Alton alzó su plato a modo de respuesta.
—En realidad es muy sencillo. Lo que ves es lo que obtienes. Está dentro de tu cabeza, está en las paredes. Colores, pautas, pero también imágenes procedentes de un banco de datos. Todo lo que quieras: fotos antiguas, clips de películas, lo que sea.
Charles se echó a reír. Miró a Karen y luego a Kent.
—No lo diréis en serio —comentó.
—Va a ser grande —replicó Karen—. Grande de verdad.
— O sea, que pienso en algo y lo obtengo al instante ahí mismo — dijo Charles, indicando la pared con un gesto de cabeza y luego con la copa—. Eso es imposible.
—La tecnología necesaria ya existe —adujo Alton, encogiéndose de hombros.
Y el software también —añadió Kent—. Alton lo hizo en la New School hace un año. Así fue como lo conocí.
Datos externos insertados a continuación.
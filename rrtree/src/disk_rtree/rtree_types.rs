//! Core types of the disk-resident tree: nodes, pages, the file header
//! and reports.

use serde::{Deserialize, Serialize};

use super::rtree_constants::{MAGIC, PAGE_SIZE, VERSION};
use crate::bounding_box::BoundingBox;
use crate::buffer::SpatialItem;
use crate::config::NodeCapacity;
use crate::errors::{RRTreeError, RRTreeResult};

/// Page ID - unique identifier for a node/page on disk. Page 0 is the header.
pub type PageId = u64;

// ============================================================================
// Node Types
// ============================================================================

/// An entry in a leaf node: a key and the region it occupies.
///
/// Ordered by bounding box, then key.
#[derive(Debug, Clone, Copy, PartialEq, Eq, Hash, PartialOrd, Ord, Serialize, Deserialize)]
pub struct LeafEntry {
    pub bbox: BoundingBox,
    pub id: u64,
}

impl LeafEntry {
    pub fn new(bbox: BoundingBox, id: u64) -> Self {
        Self { bbox, id }
    }
}

impl SpatialItem for LeafEntry {
    fn descriptor(&self) -> BoundingBox {
        self.bbox
    }
}

/// A child reference in an internal node (an index entry)
#[derive(Debug, Clone, Copy, PartialEq, Serialize, Deserialize)]
pub struct ChildRef {
    pub bbox: BoundingBox,
    pub page_id: PageId,
}

/// Node types in the tree
#[derive(Debug, Clone, PartialEq, Serialize, Deserialize)]
pub enum Node {
    /// Leaf node containing actual entries
    Leaf { entries: Vec<LeafEntry> },
    /// Internal node containing child references
    Internal {
        children: Vec<ChildRef>,
        level: u32, // Height from leaf level (leaves are 0)
    },
}

impl Node {
    /// Get the bounding box enclosing all children/entries
    pub fn compute_bbox(&self) -> BoundingBox {
        match self {
            Node::Leaf { entries } => compute_entries_bbox(entries),
            Node::Internal { children, .. } => compute_children_bbox(children),
        }
    }

    pub fn is_leaf(&self) -> bool {
        matches!(self, Node::Leaf { .. })
    }

    pub fn level(&self) -> u32 {
        match self {
            Node::Leaf { .. } => 0,
            Node::Internal { level, .. } => *level,
        }
    }

    pub fn len(&self) -> usize {
        match self {
            Node::Leaf { entries } => entries.len(),
            Node::Internal { children, .. } => children.len(),
        }
    }

    pub fn is_empty(&self) -> bool {
        self.len() == 0
    }

    /// Index entry an object with `descriptor` should descend into: least
    /// area enlargement, then least area, then the first in node order.
    /// `None` for leaves and childless internal nodes.
    pub fn choose_subtree(&self, descriptor: &BoundingBox) -> Option<&ChildRef> {
        match self {
            Node::Leaf { .. } => None,
            Node::Internal { children, .. } => Self::choose_child(children, descriptor),
        }
    }

    /// [`Node::choose_subtree`] over a bare slice of index entries.
    pub fn choose_child<'a>(children: &'a [ChildRef], descriptor: &BoundingBox) -> Option<&'a ChildRef> {
        let mut best: Option<(&ChildRef, f64, f64)> = None;
        for child in children {
            let enlargement = child.bbox.enlargement(descriptor);
            let area = child.bbox.area();
            let better = match best {
                None => true,
                Some((_, best_enlargement, best_area)) => {
                    enlargement < best_enlargement
                        || (enlargement == best_enlargement && area < best_area)
                }
            };
            if better {
                best = Some((child, enlargement, area));
            }
        }
        best.map(|(child, _, _)| child)
    }
}

pub(crate) fn compute_entries_bbox(entries: &[LeafEntry]) -> BoundingBox {
    BoundingBox::covering(entries.iter().map(|e| &e.bbox))
}

pub(crate) fn compute_children_bbox(children: &[ChildRef]) -> BoundingBox {
    BoundingBox::covering(children.iter().map(|c| &c.bbox))
}

// ============================================================================
// Page with Checksum
// ============================================================================

/// A page wrapped with CRC32 checksum for corruption detection
#[derive(Debug, Clone, Serialize, Deserialize)]
pub struct PageWithChecksum {
    /// CRC32 checksum of the node data
    pub checksum: u32,
    /// The actual node data
    pub node: Node,
}

impl PageWithChecksum {
    pub fn new(node: Node) -> RRTreeResult<Self> {
        let checksum = Self::calculate_checksum(&node)?;
        Ok(Self { checksum, node })
    }

    /// Calculate CRC32 checksum of node data
    pub fn calculate_checksum(node: &Node) -> RRTreeResult<u32> {
        let serialized = bincode::serde::encode_to_vec(node, bincode::config::legacy())
            .map_err(|e| RRTreeError::Serialization(e.to_string()))?;
        Ok(Self::crc32(&serialized))
    }

    /// CRC32-MPEG2 implementation (matching common checksums)
    fn crc32(data: &[u8]) -> u32 {
        let mut crc: u32 = 0xFFFFFFFF;
        const POLY: u32 = 0x04C11DB7;

        for &byte in data {
            crc ^= (byte as u32) << 24;
            for _ in 0..8 {
                crc = if crc & 0x80000000 != 0 {
                    (crc << 1) ^ POLY
                } else {
                    crc << 1
                };
            }
        }

        crc ^ 0xFFFFFFFF
    }

    /// Verify checksum and consume self to return node
    pub fn into_node(self) -> RRTreeResult<Node> {
        let expected = Self::calculate_checksum(&self.node)?;
        if self.checksum != expected {
            return Err(RRTreeError::corrupted(format!(
                "Page checksum mismatch - possible corruption (expected: {:x}, got: {:x})",
                expected, self.checksum
            )));
        }
        Ok(self.node)
    }
}

// ============================================================================
// File Header
// ============================================================================

/// File header stored in page 0
#[derive(Debug, Clone, PartialEq, Serialize, Deserialize)]
pub struct FileHeader {
    pub magic: u32,
    pub version: u32,
    pub page_size: u32,
    /// 0 while the tree is empty
    pub root_page: PageId,
    pub next_page_id: PageId,
    /// Committed entries
    pub entry_count: u64,
    /// 0 for an empty tree, 1 for a single leaf
    pub height: u32,
    pub capacity: NodeCapacity,
}

impl FileHeader {
    pub fn new(capacity: NodeCapacity) -> Self {
        Self {
            magic: MAGIC,
            version: VERSION,
            page_size: PAGE_SIZE as u32,
            root_page: 0,
            next_page_id: 1,
            entry_count: 0,
            height: 0,
            capacity,
        }
    }

    pub fn validate(&self) -> RRTreeResult<()> {
        if self.magic != MAGIC {
            return Err(RRTreeError::InvalidOperation(
                "Invalid file format (bad magic)".into(),
            ));
        }
        if self.version != VERSION {
            return Err(RRTreeError::InvalidOperation(format!(
                "Unsupported file format version {}",
                self.version
            )));
        }
        if self.page_size as usize != PAGE_SIZE {
            return Err(RRTreeError::InvalidOperation(format!(
                "Unsupported page size {}",
                self.page_size
            )));
        }
        self.capacity.validate()
    }
}

// ============================================================================
// Reports
// ============================================================================

/// Statistics about tree I/O and shape
#[derive(Debug, Clone, Default, PartialEq, Eq)]
pub struct TreeStats {
    pub total_entries: u64,
    pub tree_height: u32,
    pub cached_pages: u64,
    pub cache_hits: u64,
    pub cache_misses: u64,
    pub disk_reads: u64,
    pub disk_writes: u64,
    pub free_pages: u64,
}

/// Outcome of applying a batch of buffered operations
#[derive(Debug, Clone, Default, PartialEq, Eq)]
pub struct FlushReport {
    pub insertions_applied: u64,
    /// Deletions that removed an entry, including retried ones
    pub deletions_applied: u64,
    /// Deletions the grouped descent missed but an exact removal found
    pub deletions_retried: u64,
    /// Deletions whose entry is not in the tree at all
    pub unresolved_deletions: u64,
    pub nodes_split: u64,
    pub nodes_freed: u64,
}

/// Per-query piggybacking counters
#[derive(Debug, Clone, Copy, Default, PartialEq, Eq)]
pub struct SearchReport {
    pub leaves_visited: u64,
    pub leaves_changed: u64,
    pub unpiggybackable_insertions: u64,
    pub unpiggybackable_deletions: u64,
}

/// Structural check results
#[derive(Debug, Clone, PartialEq, Eq)]
pub struct IntegrityReport {
    pub pages_checked: u64,
    pub entries_found: u64,
    pub is_valid: bool,
    pub errors: Vec<String>,
}

impl IntegrityReport {
    pub fn new() -> Self {
        Self {
            pages_checked: 0,
            entries_found: 0,
            is_valid: true,
            errors: Vec::new(),
        }
    }

    pub(crate) fn fail(&mut self, message: String) {
        self.is_valid = false;
        self.errors.push(message);
    }
}

impl Default for IntegrityReport {
    fn default() -> Self {
        Self::new()
    }
}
Charles dirigió a Alton una mirada evaluadora.
—Hace un año.
—Sí —respondió Alton, sacudiendo la cabeza—. Parece que haya pasado un siglo. Usé un aparato de televisión y electrodos para detectar cambios en la temperatura corporal y las pautas de las ondas cerebrales, aunque en la actualidad esto se hace con infrarrojos. Y las paredes, eso es lo mejor. Pantalla plana de plasma. De pared a pared, totalmente.
—El studiolo virtual —dijo Karen—. ¿Qué te parece? —preguntó a Charles.
—Creo que me vendría bien un martini —respondió éste, y extendió la mano hacia el armarito que tenía detrás para alcanzar un vaso.
—¿Lo ves? Ya te dije que no le gustaría —comentó Kent.
—¿Tú también estás en esto? —inquirió Charles.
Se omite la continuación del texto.